Umberto Bossi, leader della Lega Nord, ha manifestato dubbi sul nostro intervento in Afghanistan , «meglio destinare soldi alla ricerca che alle bombe. Quando arriva a Tremonti, se non ha i soldi, finisce tutto lì…».
Così il Senatùr ha risposto ai giornalisti che gli chiedevano se fosse d’accordo sulla possibilità di dotare gli aerei militari italiani di bombe, dopo l’attentato in cui sono morti quattro alpini.
Con i giornalisti Bossi ha parlato anche del ddl sull’Università e dello stop da parte del Tesoro: «O diamo i soldi all’Università o li diamo alle bombe. È una bella scelta», osserva Bossi. Vicino al leader del Carroccio c’è una parlamentare della Lega che si dice favorevole a che i soldi vadano per la ricerca e Bossi annuisce.

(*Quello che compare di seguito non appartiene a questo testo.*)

//! 编排层（Orchestration Layer）
//!
//! ## 职责
//!
//! 本层负责进程级的装配和界面调度，是整个系统的"指挥中心"。
//!
//! ## 模块划分
//!
//! ### `app` - 应用
//! - 校验配置，创建文档识别和 LLM 客户端
//! - 把客户端注入 `AnalysisFlow`
//! - 持有当前的 `QuizSession`，新分析完成后整体替换
//!
//! ### `quiz_console` - 终端测验界面
//! - 解析用户命令
//! - 调用 `QuizSession` 的 start / navigate / answer
//! - 渲染题目和判定结果
//!
//! ## 层次关系
//!
//! ```text
//! orchestrator (App / QuizConsole)
//!     ↓
//! workflow (AnalysisFlow / QuizSession)
//!     ↓
//! services (能力层：summary / translation / quiz / artifact)
//!     ↓
//! clients (基础设施：文档识别 / LLM)
//! ```

pub mod app;
pub mod quiz_console;

pub use app::{review_saved_quiz, App};
pub use quiz_console::{parse_command, QuizCommand, QuizConsole};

Poi sugli scontri di lunedì 13 ottobre durante la partita di calcio tra Italia e Serbia al Marassi di Genova (leggi l’articolo), Bossi ha detto: «I serbi sono un grande popolo, quando c’è stata la guerra sono andato anche a portargli le medicine». Secondo Bossi, i disordini allo stadio sono «solo colpa dei tifosi».
Quindi, sul fatto che l’intesa tra il segretario del Partito Democratico Pier Luigi Bersani ed il leader di Sel Nichi Vendola (leggi l’articolo) pezzo possa creare preoccupazioni al centrodestra, il Senatùr è stato lapidario: «E’ troppo poco, anche io ho incontrato Bersani in ascensore».
Infine Bossi ha risposto con una pernacchia ai cronisti che gli chiedevano come giudicasse la proposta lanciata dal capogruppo Italo Bocchino di Luca Cordero di Montezemolo leader di un nuovo centrodestra.